Paladino Ross grew up in Catholic Point, a speck of the faithful in rural Conway County founded and farmed by Italian immigrants, her grandfather among them. After college, she held various jobs for Nabholz Construction, Conway Regional and CHI St. Vincent, during which time she’d frequently ride her bike to work or to St. Joseph Catholic Church.

“I used to live on the east side of town, and I’d ride my bike over Siebenmorgan Bridge over the interstate, to the church and pray at the grotto, then ride back,” she said. “That’s like a total of eight miles, and I thought I was doing something big on my little Walmart bike, you know? 

Making friends in the local cycling community soon pushed her eight-mile jaunts to multiple rides a week, each covering several multiples of that distance. She also started entering organized events, completing 20 of them at last count.

“Anything with a medal,” she said. 

All that to say, she was no greenhorn when she set off to ride in October 2020, even though in hindsight she notes that unlike her usual routine, she was riding after work instead of her customary early morning time that avoided excess vehicular traffic. At the intersection of German Lane and Dave Ward Drive in Conway, a pickup pulling a trailer changed lanes suddenly, causing her to brake hard, laying down the bike as the back wheels of the dual-axle trailer ran across her midsection.

“It was horribly painful, but I never shed a tear. I guess that’s trauma,” she said. “I remember I would have to scream just to catch a breath. I would scream and then I’d breathe.” 

Paladino Ross didn’t lose consciousness until the meds kicked in at Conway Regional, the first of seven days in the hospital. When she was lucid enough, doctors gave an inventory of her injuries―three damaged vertebrae and a broken ankle caused by her foot not releasing from the pedal clip. 

“I was extremely grateful to be alive,” she said, “and anxious to get back up and get back to normal. It never once occurred to me that I might not walk again or that I would be confined to a wheelchair. It never occurred to me that I wasn’t going to be moving forward in some way.”

Lori Ross’ accident happened Oct. 1, 2020. She had a broken ankle and three fractured and burst vertebrae. She was discharged Oct. 7 with a boot, a brace and a walker. Miraculously, she did not require surgery. Lori got back on her bike three and a half months after being run over by the truck and trailer in Conway.

“Moving forward” meant getting back on a bike as soon as possible, something many people might have had serious second thoughts over.
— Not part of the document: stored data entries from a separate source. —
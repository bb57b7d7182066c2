//! End-to-end sync scenarios against real upstream repositories
//!
//! Every test builds a fresh upstream with [`roles_upstream`], writes a
//! manifest into a [`TestWorkspace`] and syncs it with the git-backed
//! engine.

use pretty_assertions::assert_eq;
use rstest::rstest;
use srcsync_core::{Manifest, MirrorEngine, SyncReport};
use srcsync_fs::MirrorPath;
use srcsync_git::GitMaterializer;
use srcsync_test_utils::git::{UpstreamRepo, roles_upstream};
use srcsync_test_utils::workspace::{TestWorkspace, manifest_yaml};

fn sync(ws: &TestWorkspace) -> SyncReport {
    let manifest = Manifest::load(&ws.manifest_path(), None).unwrap();
    MirrorEngine::new(ws.cache_dir(), GitMaterializer::new())
        .sync(&manifest)
        .unwrap()
}

fn sync_pairs(upstream: &UpstreamRepo, version: &str, pairs: &[(&str, &str)]) -> TestWorkspace {
    let ws = TestWorkspace::new();
    ws.write_manifest(&manifest_yaml(&upstream.url(), version, pairs));
    sync(&ws);
    ws
}

// =============================================================================
// Single files
// =============================================================================

#[rstest]
#[case("playbook1.yml", "playbook1.yml")]
#[case("playbooks/", "playbooks/playbook1.yml")]
#[case("", "playbook1.yml")]
#[case("plays/main.yml", "plays/main.yml")]
fn file_from_tag(#[case] dst: &str, #[case] expected: &str) {
    let (upstream, _) = roles_upstream();
    let ws = sync_pairs(&upstream, "v0.2", &[("playbooks/playbook1.yml", dst)]);

    ws.assert_file_contains(expected, "hosts: all");
}

#[test]
fn glob_of_files_into_directory() {
    let (upstream, _) = roles_upstream();
    let ws = sync_pairs(&upstream, "v0.2", &[("playbooks/*.yml", "plays/")]);

    ws.assert_exists("plays/playbook1.yml");
}

// =============================================================================
// Directories
// =============================================================================

#[test]
fn directory_from_tag_excludes_later_commits() {
    let (upstream, _) = roles_upstream();
    let ws = sync_pairs(&upstream, "v0.2", &[("roles", "roles")]);

    ws.assert_exists("roles/dummyrole1/tasks/main.yml");
    ws.assert_exists("roles/dummyrole2/tasks/main.yml");
    ws.assert_missing("roles/dummyrole3");
}

#[test]
fn directory_from_branch_includes_tip() {
    let (upstream, history) = roles_upstream();
    let ws = TestWorkspace::new();
    ws.write_manifest(&manifest_yaml(&upstream.url(), "master", &[("roles", "roles")]));

    let report = sync(&ws);

    assert_eq!(report.repos[0].commit, history.head);
    ws.assert_exists("roles/dummyrole3/tasks/main.yml");
}

#[rstest]
#[case("roles", "roles2")]
#[case("roles/", "roles2")]
#[case("roles", "roles2/")]
fn literal_directory_is_renamed(#[case] src: &str, #[case] dst: &str) {
    let (upstream, _) = roles_upstream();
    let ws = sync_pairs(&upstream, "v0.2", &[(src, dst)]);

    ws.assert_exists("roles2/dummyrole1/tasks/main.yml");
    ws.assert_missing("roles2/roles");
    ws.assert_missing("roles");
}

#[test]
fn literal_directory_into_output_root() {
    let (upstream, _) = roles_upstream();
    let ws = sync_pairs(&upstream, "v0.2", &[("roles", "")]);

    ws.assert_exists("dummyrole1/tasks/main.yml");
    ws.assert_exists("dummyrole2/tasks/main.yml");
    ws.assert_exists("manifest.yml");
    ws.assert_exists(MirrorPath::StatusFile.as_str());
}

#[test]
fn glob_of_directories_keeps_names() {
    let (upstream, _) = roles_upstream();
    let ws = sync_pairs(&upstream, "v0.2", &[("roles/*", "roles")]);

    ws.assert_exists("roles/dummyrole1/tasks/main.yml");
    ws.assert_exists("roles/dummyrole2/tasks/main.yml");
}

#[test]
fn subdirectory_is_renamed() {
    let (upstream, _) = roles_upstream();
    let ws = sync_pairs(&upstream, "v0.2", &[("roles/dummyrole1", "role1")]);

    ws.assert_file_contains("role1/tasks/main.yml", "role1");
    ws.assert_missing("role1/dummyrole1");
}

#[test]
fn whole_repository_without_git_metadata() {
    let (upstream, _) = roles_upstream();
    let ws = sync_pairs(&upstream, "v0.2", &[("./", "vendor/output")]);

    ws.assert_file_contains("vendor/output/README.md", "roles upstream");
    ws.assert_exists("vendor/output/roles/dummyrole1/tasks/main.yml");
    ws.assert_missing("vendor/output/.git");
}

#[test]
fn two_directories_merge_into_one() {
    let (upstream, _) = roles_upstream();
    let ws = sync_pairs(
        &upstream,
        "v0.2",
        &[("roles", "merged"), ("playbooks", "merged")],
    );

    ws.assert_exists("merged/dummyrole1/tasks/main.yml");
    ws.assert_exists("merged/playbook1.yml");
}

#[test]
fn two_repositories_merge_into_one() {
    let (roles, _) = roles_upstream();
    let other = UpstreamRepo::new();
    other.write("extra/tool.yml", "tool: true\n");
    other.commit("Add tool");

    let ws = TestWorkspace::new();
    ws.write_manifest(&format!(
        "output_dir: ./\nrepos:\n\
         - url: '{}'\n  version: v0.2\n  copy:\n  - src: roles\n    dst: merged\n\
         - url: '{}'\n  copy:\n  - src: extra\n    dst: merged\n",
        roles.url(),
        other.url()
    ));

    let report = sync(&ws);

    assert_eq!(report.repos.len(), 2);
    ws.assert_exists("merged/dummyrole1/tasks/main.yml");
    ws.assert_file_contains("merged/tool.yml", "tool: true");
}

// =============================================================================
// Re-syncs
// =============================================================================

#[test]
fn resync_is_idempotent() {
    let (upstream, _) = roles_upstream();
    let ws = sync_pairs(&upstream, "v0.2", &[("roles", "roles2")]);

    sync(&ws);
    sync(&ws);

    ws.assert_exists("roles2/dummyrole1/tasks/main.yml");
    ws.assert_missing("roles2/roles");
    ws.assert_missing("roles2/roles2");
}

#[test]
fn upstream_removals_disappear() {
    let (upstream, _) = roles_upstream();
    let ws = sync_pairs(&upstream, "master", &[("roles", "roles2")]);
    ws.assert_exists("roles2/dummyrole2/tasks/main.yml");

    upstream.remove("roles/dummyrole2");
    upstream.commit("Drop role two");
    sync(&ws);

    ws.assert_missing("roles2/dummyrole2");
    ws.assert_exists("roles2/dummyrole1/tasks/main.yml");
}

#[test]
fn moving_back_to_tag_removes_newer_content() {
    let (upstream, history) = roles_upstream();
    let ws = sync_pairs(&upstream, "master", &[("roles", "roles")]);
    ws.assert_exists("roles/dummyrole3/tasks/main.yml");

    ws.write_manifest(&manifest_yaml(&upstream.url(), "v0.2", &[("roles", "roles")]));
    let report = sync(&ws);

    assert_eq!(report.repos[0].commit, history.tagged);
    ws.assert_missing("roles/dummyrole3");
}

#[test]
fn local_edits_in_directory_destination_are_replaced() {
    let (upstream, _) = roles_upstream();
    let ws = sync_pairs(&upstream, "v0.2", &[("roles", "roles")]);
    std::fs::write(ws.output_path("roles/local-notes.txt"), "scratch").unwrap();

    sync(&ws);

    ws.assert_missing("roles/local-notes.txt");
}

#[test]
fn missing_source_fails_without_status_file() {
    let (upstream, _) = roles_upstream();
    let ws = TestWorkspace::new();
    ws.write_manifest(&manifest_yaml(
        &upstream.url(),
        "v0.2",
        &[("roles", "roles"), ("roles/dummyrole3", "role3")],
    ));

    let manifest = Manifest::load(&ws.manifest_path(), None).unwrap();
    let result = MirrorEngine::new(ws.cache_dir(), GitMaterializer::new()).sync(&manifest);

    assert!(matches!(result, Err(srcsync_core::Error::SourceNotFound { .. })));
    ws.assert_missing(MirrorPath::StatusFile.as_str());
    ws.assert_missing("roles");
}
Not Paladino Ross―in fact, when her cousin called with the news he’d entered them both in a 100-mile summertime cycling event in Kansas, it galvanized her resolve. 

“I was a determined patient. I was determined to do everything they said, no matter what it was,” she said. “I wore a brace that went from my hip bones up to just under my arms for three-and-a-half months, 24 hours a day, except for in the shower.”
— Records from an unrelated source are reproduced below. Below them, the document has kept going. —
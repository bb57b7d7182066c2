//! SHA-256 checksum utilities
//!
//! One canonical checksum format (`sha256:<hex>`) is used for manifest
//! fingerprints.

use sha2::{Digest, Sha256};

/// Prefix for all checksums produced by this module
const PREFIX: &str = "sha256:";

/// Compute the SHA-256 checksum of raw bytes.
///
/// Returns a string in the canonical format `"sha256:<hex>"`.
pub fn compute_checksum(content: impl AsRef<[u8]>) -> String {
    let mut hasher = Sha256::new();
    hasher.update(content.as_ref());
    format!("{}{:x}", PREFIX, hasher.finalize())
}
After 123 days of convalescing, Paladino Ross climbed back on a bike to train for the ride with her cousin, completing the Hotter Than Hell 100-miler in summer 2021, savoring every pedal stroke to the finish line. Today, the accident doesn’t define her, but it has changed her.

“The accident humbled me in ways I never dreamed of,” she said. “My priorities have changed; I don’t place work above my family, which I had been very guilty of doing. I resolved to say “yes” to anything church-related and there have been some amazing requests that came to me. 
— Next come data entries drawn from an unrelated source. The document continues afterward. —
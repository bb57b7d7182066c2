//! Persisted provenance record for an output tree

use std::collections::BTreeMap;
use std::path::{Path, PathBuf};

use chrono::{DateTime, Utc};
use serde::{Deserialize, Serialize};
use srcsync_fs::{MirrorPath, NormalizedPath, io};
use srcsync_git::CommitId;

use crate::Result;

/// What the last successful sync wrote, and from which commits.
///
/// Stored as YAML at `<output>/.srcsync-status.yml` and replaced wholesale
/// by every sync.
#[derive(Debug, Clone, Default, PartialEq, Eq, Serialize, Deserialize)]
pub struct StatusRecord {
    /// `sha256:<hex>` of the manifest bytes the sync ran with
    pub manifest_fingerprint: String,

    /// When the sync finished. Informational only.
    #[serde(default, skip_serializing_if = "Option::is_none")]
    pub synced_at: Option<DateTime<Utc>>,

    /// Absolute destination path to the commit id it was copied from
    #[serde(default)]
    pub paths: BTreeMap<String, String>,
}

impl StatusRecord {
    pub fn new(manifest_fingerprint: impl Into<String>) -> Self {
        Self {
            manifest_fingerprint: manifest_fingerprint.into(),
            synced_at: None,
            paths: BTreeMap::new(),
        }
    }

    /// Location of the status file for `output_dir`.
    pub fn location(output_dir: &Path) -> PathBuf {
        output_dir.join(MirrorPath::StatusFile.as_str())
    }

    /// Load the record from `output_dir`.
    ///
    /// Returns `Ok(None)` when no status file exists.
    pub fn load(output_dir: &Path) -> Result<Option<Self>> {
        let path = NormalizedPath::new(Self::location(output_dir));
        match io::read_locked(&path)? {
            Some(content) => Ok(Some(serde_yaml::from_str(&content)?)),
            None => Ok(None),
        }
    }

    /// Atomically write the record into `output_dir`, returning the file path.
    pub fn save(&self, output_dir: &Path) -> Result<PathBuf> {
        let path = Self::location(output_dir);
        let content = serde_yaml::to_string(self)?;
        io::write_atomic(&NormalizedPath::new(&path), content.as_bytes())?;
        Ok(path)
    }

    /// Record that `dst` was written from `commit`.
    pub fn record(&mut self, dst: &Path, commit: &CommitId) {
        self.paths.insert(key(dst), commit.as_str().to_string());
    }

    /// Commit id recorded for `dst`, if any.
    pub fn commit_for(&self, dst: &Path) -> Option<&str> {
        self.paths.get(&key(dst)).map(String::as_str)
    }

    pub fn destinations(&self) -> impl Iterator<Item = &str> {
        self.paths.keys().map(String::as_str)
    }
}

fn key(path: &Path) -> String {
    NormalizedPath::new(path).as_str().to_string()
}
“I sponsored someone wanting to become Catholic, I sponsored a family from Ukraine, I started doing prayer study and bible study. I’m a cantor at church and when I got up there to sing the first time, I did it with tears in my eyes.”

She’s also opened her own executive coaching business, Clarity Consulting and Coaching, where she pours herself into clients seeking professional and personal improvement. It’s a role she now sees as more ministry than vocation. 

“I’m no longer going to spend my time in any job or activity that doesn’t bring me deep joy and the knowledge that I’m doing what I’m supposed to be doing,” she said. “God built me to do what I’m doing right now. He built me to be this coach. He built me to encourage people. I’m going to spend my life doing just that.”